Sul momento il giovane dio non seppe neppure come ribattere, perché non aveva mai considerato la questione da un simile punto di vista. Riflettendo ulteriormente, e capendo che Anise non aveva torto, si sentì perfino uno sciocco.
La strinse saldamente al proprio petto e cominciò ad accarezzarle i capelli. «Tu ti senti ignorante, io ora mi sento cretino, siamo comunque una coppia perfetta. Sai, nel mio palazzo c’è una biblioteca che mi è sempre sembrata infinita» le disse «Hai la mia parola che un giorno non troppo lontano te la mostrerò, insieme a tutto il resto. Sono sicuro che il mio pianeta ti piacerà, già solo per il fatto che il cielo di giorno è sempre rosa pallido, come molti dei tuoi abiti».
 
«Non ho ancora visto quel cielo, ma credo di adorarlo».
 
«Ci sono anche grandi prati erbosi, una foresta estesa come quella in cui vivi -se non di più!- e un lago cui mi reco piuttosto spesso. È abitato» aggiunse «Ci vive una grossa creatura con il collo lungo, che però non si lascia avvicinare. Se devo dirtela tutta, nessuno degli animali presenti ha una gran voglia di avvicinarsi a me. Credo mi temano, anche se non ho mai fatto loro nulla di male… sai che novità» fece spallucce «Chi non scapperebbe da un Dio della Distruzione?»
 
«Io».
 
«Bugia! Ti sei lanciata giù da un’altalena, pur di sfuggirmi!» le ricordò Beerus.
 
«Però non sono scappata via perché sei l’Hakaishin di questo Universo, non lo sapevo neppure» gli fece notare la lince «Io sono scappata via da un forestiero molto affascinante in cerca di frutta».
 
«Solo “molto affascinante”? Io avrei detto un “forestiero magnifico”, o “stupendo”, o “divino”!»
 
«O “divinamente imbranato”, ci sta anche questo» lo prese affettuosamente in giro lei.
 
«Ehi! Offendere una divinità è un peccato mortale che merita una punizione severissima… a meno che la colpevole trovi il modo di farsi perdonare. Hai qualche idea?»
 
«Più d’una. Alcune anche piuttosto osé!» scherzò Anise, curiosa di vedere quale sarebbe stata la reazione.
 
La luce del tramonto era passata da un bel po’di tempo da arancio a rossa, eppure non bastò a mascherare il fatto che Beerus fosse arrossito, sentendo quella frase inaspettata. «Ehm. Osé?»
 
«Dai, stavo scherzando! Però… a parte tutto, tu ci hai mai pensato? Di fare l’amore con me, intendo».
 
Se fosse stato possibile morire per il troppo arrossire, l’Universo Sette avrebbe perso il suo Hakaishin. Se aveva pensato di fare l’amore con lei? Certo! Aveva diciotto anni, e grazie alle visite al postribolo ormai conosceva i piaceri del sesso piuttosto bene.
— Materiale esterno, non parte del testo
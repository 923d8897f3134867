use super::{PlanProposer, PlanRequest, Unavailable};
use crate::models::{CostRisk, QueryPlan};
use crate::registry::SchemaRegistry;
use anyhow::Result;
use async_trait::async_trait;
use reqwest::{Client, StatusCode};
use serde::{Deserialize, Serialize};
use serde_json::{json, Value};
use std::collections::BTreeSet;
use std::time::Duration;
use tracing::{debug, warn};

const STOPWORDS: &[&str] = &[
    "the", "a", "an", "and", "or", "to", "of", "in", "for", "by", "with", "show", "give", "me",
    "create", "dashboard",
];
const TABLE_HIT: u32 = 3;
const COLUMN_HIT: u32 = 1;
const MAX_CANDIDATES: usize = 12;
const MAX_SCORING: usize = 20;
const FALLBACK_TABLES: usize = 2;
const DEFAULT_INTENT_CONFIDENCE: f64 = 0.4;
const HIGH_RISK_ROWS: u128 = 1_000_000_000_000_000_000;
const MEDIUM_RISK_ROWS: u128 = 100_000_000_000_000;

/// Posts JSON requests to an external reasoning service.
#[derive(Clone)]
pub struct HttpPlanProposer {
    client: Client,
    base_url: String,
}

impl HttpPlanProposer {
    pub fn new(base_url: &str, timeout: Duration) -> Result<Self> {
        let client = Client::builder().timeout(timeout).build()?;
        Ok(Self {
            client,
            base_url: base_url.trim_end_matches('/').to_string(),
        })
    }

    async fn post<T: Serialize + ?Sized>(&self, path: &str, body: &T) -> Result<Value, Unavailable> {
        let response = self
            .client
            .post(format!("{}/{path}", self.base_url))
            .json(body)
            .send()
            .await
            .map_err(|err| Unavailable(err.to_string()))?;

        if response.status() != StatusCode::OK {
            return Err(Unavailable(format!(
                "{path} returned status {}",
                response.status()
            )));
        }

        let doc = response
            .json::<Value>()
            .await
            .map_err(|err| Unavailable(format!("{path} returned invalid JSON: {err}")))?;
        debug!(path, "plan proposer responded");
        Ok(doc)
    }
}

#[async_trait]
impl PlanProposer for HttpPlanProposer {
    async fn extract_intent(
        &self,
        question: &str,
        allowed_tables: &[String],
    ) -> Result<Value, Unavailable> {
        self.post(
            "intent",
            &json!({ "question": question, "allowed_tables": allowed_tables }),
        )
        .await
    }

    async fn propose_plan(&self, request: &PlanRequest<'_>) -> Result<Value, Unavailable> {
        self.post("plan", request).await
    }
}

/// Answers with empty documents, leaving table choice to schema reasoning.
#[derive(Debug, Clone, Copy, Default)]
pub struct FallbackPlanProposer;

#[async_trait]
impl PlanProposer for FallbackPlanProposer {
    async fn extract_intent(&self, _question: &str, _allowed: &[String]) -> Result<Value, Unavailable> {
        Ok(json!({}))
    }

    async fn propose_plan(&self, _request: &PlanRequest<'_>) -> Result<Value, Unavailable> {
        Ok(json!({}))
    }
}

#[derive(Debug, Clone, Serialize, Deserialize, PartialEq)]
pub struct Intent {
    pub kpis: Vec<Value>,
    pub dimensions: Vec<Value>,
    pub time_range: Option<String>,
    pub granularity: Option<String>,
    pub segments: Vec<Value>,
    pub filters: Vec<Value>,
    pub confidence: f64,
    pub notes: String,
}

impl Default for Intent {
    fn default() -> Self {
        Self {
            kpis: Vec::new(),
            dimensions: Vec::new(),
            time_range: None,
            granularity: None,
            segments: Vec::new(),
            filters: Vec::new(),
            confidence: DEFAULT_INTENT_CONFIDENCE,
            notes: String::new(),
        }
    }
}

impl Intent {
    /// Reads an untrusted intent document; wrong-typed fields keep their defaults.
    pub fn from_document(doc: &Value) -> Self {
        let list = |key: &str| match doc.get(key) {
            Some(Value::Array(items)) => items.clone(),
            _ => Vec::new(),
        };
        let text = |key: &str| doc.get(key).and_then(Value::as_str).map(str::to_string);

        Self {
            kpis: list("kpis"),
            dimensions: list("dimensions"),
            time_range: text("time_range"),
            granularity: text("granularity"),
            segments: list("segments"),
            filters: list("filters"),
            confidence: doc
                .get("confidence")
                .and_then(Value::as_f64)
                .filter(|c| (0.0..=1.0).contains(c))
                .unwrap_or(DEFAULT_INTENT_CONFIDENCE),
            notes: text("notes").unwrap_or_default(),
        }
    }

    fn words(&self) -> impl Iterator<Item = &str> {
        self.kpis
            .iter()
            .chain(&self.dimensions)
            .chain(&self.segments)
            .filter_map(Value::as_str)
            .chain(std::iter::once(self.notes.as_str()))
    }
}

#[derive(Debug, Clone, Serialize, PartialEq)]
pub struct TableScore {
    pub table: String,
    pub score: u32,
}

#[derive(Debug, Clone, Serialize, PartialEq)]
pub struct SchemaReasoning {
    pub candidate_tables: Vec<String>,
    pub scoring: Vec<TableScore>,
}

fn keywords(text: &str) -> impl Iterator<Item = String> + '_ {
    text.split(|c: char| !(c.is_ascii_alphanumeric() || c == '_'))
        .map(str::to_ascii_lowercase)
        .filter(|word| word.len() > 2 && !STOPWORDS.contains(&word.as_str()))
}

/// Scores allowed registry tables by keyword hits in table and column names.
pub fn schema_reasoning(
    registry: &SchemaRegistry,
    question: &str,
    intent: &Intent,
    allowed_tables: &[String],
) -> SchemaReasoning {
    let words: BTreeSet<String> = std::iter::once(question)
        .chain(intent.words())
        .flat_map(keywords)
        .collect();

    let mut scoring: Vec<TableScore> = registry
        .tables
        .iter()
        .filter(|(table, _)| allowed_tables.is_empty() || allowed_tables.contains(*table))
        .map(|(table, info)| {
            let table_name = table.to_ascii_lowercase();
            let columns: Vec<String> = info
                .columns
                .iter()
                .map(|c| c.name.to_ascii_lowercase())
                .collect();
            let score = words
                .iter()
                .map(|word| {
                    let mut hit = 0;
                    if table_name.contains(word.as_str()) {
                        hit += TABLE_HIT;
                    }
                    if columns.iter().any(|c| c.contains(word.as_str())) {
                        hit += COLUMN_HIT;
                    }
                    hit
                })
                .sum();
            TableScore {
                table: table.clone(),
                score,
            }
        })
        .collect();

    scoring.sort_by(|a, b| b.score.cmp(&a.score).then_with(|| a.table.cmp(&b.table)));
    let candidate_tables = scoring
        .iter()
        .filter(|s| s.score > 0)
        .take(MAX_CANDIDATES)
        .map(|s| s.table.clone())
        .collect();
    scoring.truncate(MAX_SCORING);

    SchemaReasoning {
        candidate_tables,
        scoring,
    }
}

/// Keeps tables present in the registry and, when non-empty, the allowlist.
pub fn filter_tables(registry: &SchemaRegistry, tables: &[String], allowed: &[String]) -> Vec<String> {
    tables
        .iter()
        .filter(|t| registry.has_table(t))
        .filter(|t| allowed.is_empty() || allowed.contains(*t))
        .cloned()
        .collect()
}

/// Coarse risk from the product of the first three tables' row counts.
pub fn estimate_cost_risk(registry: &SchemaRegistry, tables: &[String]) -> CostRisk {
    if tables.is_empty() {
        return CostRisk::Low;
    }
    let product = tables
        .iter()
        .take(3)
        .map(|t| u128::from(registry.row_count(t).max(1)))
        .fold(1u128, u128::saturating_mul);
    if product > HIGH_RISK_ROWS {
        CostRisk::High
    } else if product > MEDIUM_RISK_ROWS {
        CostRisk::Medium
    } else {
        CostRisk::Low
    }
}

#[derive(Debug, Clone)]
pub struct ProposedPlan {
    pub plan: QueryPlan,
    pub diagnostics: Vec<String>,
}

/// Turns a proposer document into a plan restricted to known, allowed tables.
pub fn finalize_plan(
    registry: &SchemaRegistry,
    doc: &Value,
    candidates: &[String],
    allowed_tables: &[String],
    large_mode: bool,
) -> ProposedPlan {
    let (mut plan, mut diagnostics) = QueryPlan::from_untrusted(doc);

    let tables = filter_tables(registry, &plan.tables, allowed_tables);
    if tables.len() < plan.tables.len() {
        diagnostics.push(format!(
            "dropped {} proposed table(s) outside the registry or allowlist",
            plan.tables.len() - tables.len()
        ));
    }
    plan.tables = if tables.is_empty() {
        let fallback: Vec<String> = filter_tables(registry, candidates, allowed_tables)
            .into_iter()
            .take(FALLBACK_TABLES)
            .collect();
        if !fallback.is_empty() {
            diagnostics.push(format!(
                "no usable proposed tables; using candidates {}",
                fallback.join(", ")
            ));
        }
        fallback
    } else {
        tables
    };

    if plan.query_cost_risk.is_none() {
        plan.query_cost_risk = Some(estimate_cost_risk(registry, &plan.tables));
    }
    plan.large_mode = large_mode;

    if !diagnostics.is_empty() {
        warn!(count = diagnostics.len(), "proposed plan needed cleanup");
    }
    ProposedPlan { plan, diagnostics }
}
Tuttavia, forse proprio perché nella sua esperienza il sesso era stato correlato unicamente alle signorine di quel luogo, si era fatto strada in lui il pensiero che fare l’amore con Anise prima di dare una vera ufficialità alla loro storia sarebbe stata una mancanza di rispetto nei suoi confronti. Sarebbe stato come metterla al livello di quelle lavoratrici -e lei, per Beerus, era ben diversa da loro.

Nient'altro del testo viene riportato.